* **Problem description**
The line containing "#[derive(Debug)]" marks the end, so write out exactly every line from the top of the entries below through that one.

[Provided records — start]

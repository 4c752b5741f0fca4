//! Handler engine that orchestrates per-block execution.
//!
//! For each block the engine resolves every event's handler, groups events by
//! shared entity keys, runs the groups concurrently (events inside a group run
//! one after another), consolidates the messages of the groups that completed
//! and publishes them as one batch.

use std::sync::Arc;
use std::time::Instant;

use tokio::sync::mpsc::Receiver;
use tokio::sync::Semaphore;
use tokio::task::JoinSet;
use tokio_util::sync::CancellationToken;

use super::consolidator::{GroupFailure, GroupOutcome, GroupResult, MessageConsolidator};
use super::context::HandlerContext;
use super::error::EngineError;
use super::registry::HandlerRegistry;
use super::scheduler::{ExecutionGroup, ParallelizationScheduler};
use super::traits::EventHandler;
use crate::bus::MessagePublisher;
use crate::db::OrderStore;
use crate::retry::{with_retry, RetryConfig};
use crate::types::config::engine::{BusConfig, EngineConfig};
use crate::types::events::{BlockEvent, EventBlock};

type ScheduledEvent = (Arc<dyn EventHandler>, BlockEvent);

/// Result of processing one block.
#[derive(Debug)]
pub struct BlockOutcome {
    pub height: u64,
    pub event_count: usize,
    pub group_count: usize,
    pub published_messages: usize,
    /// Groups whose messages were withheld.
    pub failed_groups: Vec<GroupFailure>,
}

impl BlockOutcome {
    pub fn is_complete(&self) -> bool {
        self.failed_groups.is_empty()
    }
}

/// Shared, read-only state every group task needs.
#[derive(Clone)]
struct GroupRunner {
    store: Arc<dyn OrderStore>,
    retry: RetryConfig,
    cancel: CancellationToken,
    height: u64,
}

pub struct HandlerEngine {
    registry: Arc<HandlerRegistry>,
    store: Arc<dyn OrderStore>,
    publisher: Arc<dyn MessagePublisher>,
    group_concurrency: usize,
    retry: RetryConfig,
    publish_retry: RetryConfig,
}

impl HandlerEngine {
    pub fn new(
        registry: Arc<HandlerRegistry>,
        store: Arc<dyn OrderStore>,
        publisher: Arc<dyn MessagePublisher>,
        engine_config: &EngineConfig,
        bus_config: &BusConfig,
    ) -> Self {
        Self {
            registry,
            store,
            publisher,
            group_concurrency: engine_config.group_concurrency.max(1),
            retry: engine_config.retry.to_retry_config(),
            publish_retry: bus_config.publish_retry.to_retry_config(),
        }
    }

    /// Validate the registry and initialize every handler.
    pub async fn initialize(&self) -> Result<(), EngineError> {
        self.registry.validate()?;

        for handler in self.registry.all_handlers() {
            tracing::debug!(
                "Initializing handler: {} ({})",
                handler.name(),
                handler.strategy()
            );
            handler
                .initialize(self.store.as_ref())
                .await
                .map_err(EngineError::Initialization)?;
        }
        Ok(())
    }

    /// Process blocks in arrival order until the channel closes or `cancel` fires.
    ///
    /// Returns an error when a block could not be completed as a whole (publish
    /// failure, scheduling error); the caller is expected to redeliver it.
    pub async fn run(
        &self,
        mut blocks_rx: Receiver<EventBlock>,
        cancel: CancellationToken,
    ) -> Result<(), EngineError> {
        tracing::info!(
            "Handler engine started with {} handlers, group concurrency {}",
            self.registry.handler_count(),
            self.group_concurrency
        );

        let mut blocks_processed: u64 = 0;

        loop {
            let block = tokio::select! {
                biased;

                _ = cancel.cancelled() => {
                    tracing::info!("Cancellation requested, handler engine stopping");
                    break;
                }

                block = blocks_rx.recv() => match block {
                    Some(block) => block,
                    None => {
                        tracing::info!("Block channel closed, handler engine shutting down");
                        break;
                    }
                },
            };

            match self.process_block(block, &cancel).await {
                Ok(outcome) => {
                    blocks_processed += 1;
                    if outcome.is_complete() {
                        tracing::info!(
                            "Block {}: {} events in {} groups, published {} messages",
                            outcome.height,
                            outcome.event_count,
                            outcome.group_count,
                            outcome.published_messages
                        );
                    } else {
                        tracing::warn!(
                            "Block {}: {} of {} groups failed, published {} messages",
                            outcome.height,
                            outcome.failed_groups.len(),
                            outcome.group_count,
                            outcome.published_messages
                        );
                    }
                }
                Err(EngineError::Cancelled { height }) => {
                    tracing::warn!(
                        "Block {} was cancelled before publishing and must be redelivered",
                        height
                    );
                    break;
                }
                Err(e) => return Err(e),
            }
        }

        tracing::info!("Handler engine processed {} blocks", blocks_processed);
        Ok(())
    }

    /// Handle every event of `block` and publish the consolidated batch.
    pub async fn process_block(
        &self,
        block: EventBlock,
        cancel: &CancellationToken,
    ) -> Result<BlockOutcome, EngineError> {
        let height = block.height;
        let event_count = block.events.len();

        let groups = self.schedule(block)?;
        let group_count = groups.len();

        tracing::debug!(
            "Block {}: scheduled {} events into {} groups",
            height,
            event_count,
            group_count
        );

        let runner = GroupRunner {
            store: self.store.clone(),
            retry: self.retry.clone(),
            cancel: cancel.clone(),
            height,
        };
        let semaphore = Arc::new(Semaphore::new(self.group_concurrency));
        let mut join_set = JoinSet::new();

        for group in groups {
            let runner = runner.clone();
            let semaphore = semaphore.clone();

            join_set.spawn(async move {
                let group_id = group.id;
                let event_count = group.items.len();

                let permit = tokio::select! {
                    biased;
                    _ = runner.cancel.cancelled() => None,
                    permit = semaphore.acquire_owned() => permit.ok(),
                };

                let outcome = match permit {
                    Some(_permit) => runner.run_group(group.items).await,
                    None => GroupOutcome::Cancelled { handled_events: 0 },
                };

                GroupResult {
                    group_id,
                    event_count,
                    outcome,
                }
            });
        }

        let mut consolidator = MessageConsolidator::new();
        let mut task_failure = None;

        while let Some(result) = join_set.join_next().await {
            match result {
                Ok(group_result) => consolidator.add(group_result),
                Err(e) => {
                    tracing::error!("Execution group task failed in block {}: {:?}", height, e);
                    task_failure = Some(e.to_string());
                }
            }
        }

        if let Some(message) = task_failure {
            return Err(EngineError::GroupTask { height, message });
        }
        if cancel.is_cancelled() {
            return Err(EngineError::Cancelled { height });
        }

        let batch = consolidator.finish();

        for failure in &batch.failed_groups {
            tracing::error!(
                "Block {}: group {} failed at event {} and contributed no messages: {}",
                height,
                failure.group_id,
                failure.event_index,
                failure.error
            );
        }

        if !batch.messages.is_empty() {
            let publisher = self.publisher.as_ref();
            let messages = batch.messages.as_slice();
            with_retry(&self.publish_retry, "publish", || publisher.publish(messages))
                .await
                .map_err(|source| EngineError::Publish { height, source })?;
        }

        Ok(BlockOutcome {
            height,
            event_count,
            group_count,
            published_messages: batch.messages.len(),
            failed_groups: batch.failed_groups,
        })
    }

    /// Resolve handlers, extract keys and partition the block into groups.
    fn schedule(
        &self,
        block: EventBlock,
    ) -> Result<Vec<ExecutionGroup<ScheduledEvent>>, EngineError> {
        let mut scheduler = ParallelizationScheduler::new();

        for event in block.events {
            let handler = self.registry.resolve(event.kind())?.clone();
            let keys = handler.parallelization_keys(&event);
            if keys.is_empty() {
                return Err(EngineError::NoEntityKeys {
                    height: block.height,
                    event_index: event.event_index,
                    handler: handler.name(),
                });
            }
            scheduler.add((handler, event), &keys);
        }

        Ok(scheduler.into_groups())
    }
}

impl GroupRunner {
    /// Run a group's events strictly in order, stopping at the first failure.
    ///
    /// Cancellation is observed between events, never inside a handler call.
    async fn run_group(&self, events: Vec<ScheduledEvent>) -> GroupOutcome {
        let ctx = HandlerContext::new(self.height, self.store.as_ref());
        let mut messages = Vec::new();

        for (handled_events, (handler, event)) in events.iter().enumerate() {
            if self.cancel.is_cancelled() {
                return GroupOutcome::Cancelled { handled_events };
            }

            let start = Instant::now();
            let result =
                with_retry(&self.retry, handler.name(), || handler.handle(event, &ctx)).await;
            let elapsed = start.elapsed();

            match result {
                Ok(produced) => {
                    tracing::debug!(
                        "{} handled event {} of block {} in {:?} ({} messages)",
                        handler.name(),
                        event.event_index,
                        self.height,
                        elapsed,
                        produced.len()
                    );

                    #[cfg(feature = "bench")]
                    crate::bench::record(
                        handler.name(),
                        self.height,
                        event.event_index,
                        produced.len(),
                        elapsed,
                    );

                    messages.extend(produced);
                }
                Err(error) => {
                    tracing::error!(
                        "{} failed on event {} of block {}: {}",
                        handler.name(),
                        event.event_index,
                        self.height,
                        error
                    );
                    return GroupOutcome::Failed {
                        event_index: event.event_index,
                        error,
                    };
                }
            }
        }

        GroupOutcome::Completed(messages)
    }
}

[Provided records — finish]

* **Written response**
repository 4c752b5741f0fca4
//! Handler engine that orchestrates per-block execution.
//!
//! For each block the engine resolves every event's handler, groups events by
//! shared entity keys, runs the groups concurrently (events inside a group run
//! one after another), consolidates the messages of the groups that completed
//! and publishes them as one batch.

use std::sync::Arc;
use std::time::Instant;

use tokio::sync::mpsc::Receiver;
use tokio::sync::Semaphore;
use tokio::task::JoinSet;
use tokio_util::sync::CancellationToken;

use super::consolidator::{GroupFailure, GroupOutcome, GroupResult, MessageConsolidator};
use super::context::HandlerContext;
use super::error::EngineError;
use super::registry::HandlerRegistry;
use super::scheduler::{ExecutionGroup, ParallelizationScheduler};
use super::traits::EventHandler;
use crate::bus::MessagePublisher;
use crate::db::OrderStore;
use crate::retry::{with_retry, RetryConfig};
use crate::types::config::engine::{BusConfig, EngineConfig};
use crate::types::events::{BlockEvent, EventBlock};

type ScheduledEvent = (Arc<dyn EventHandler>, BlockEvent);

/// Result of processing one block.
#[derive(Debug)]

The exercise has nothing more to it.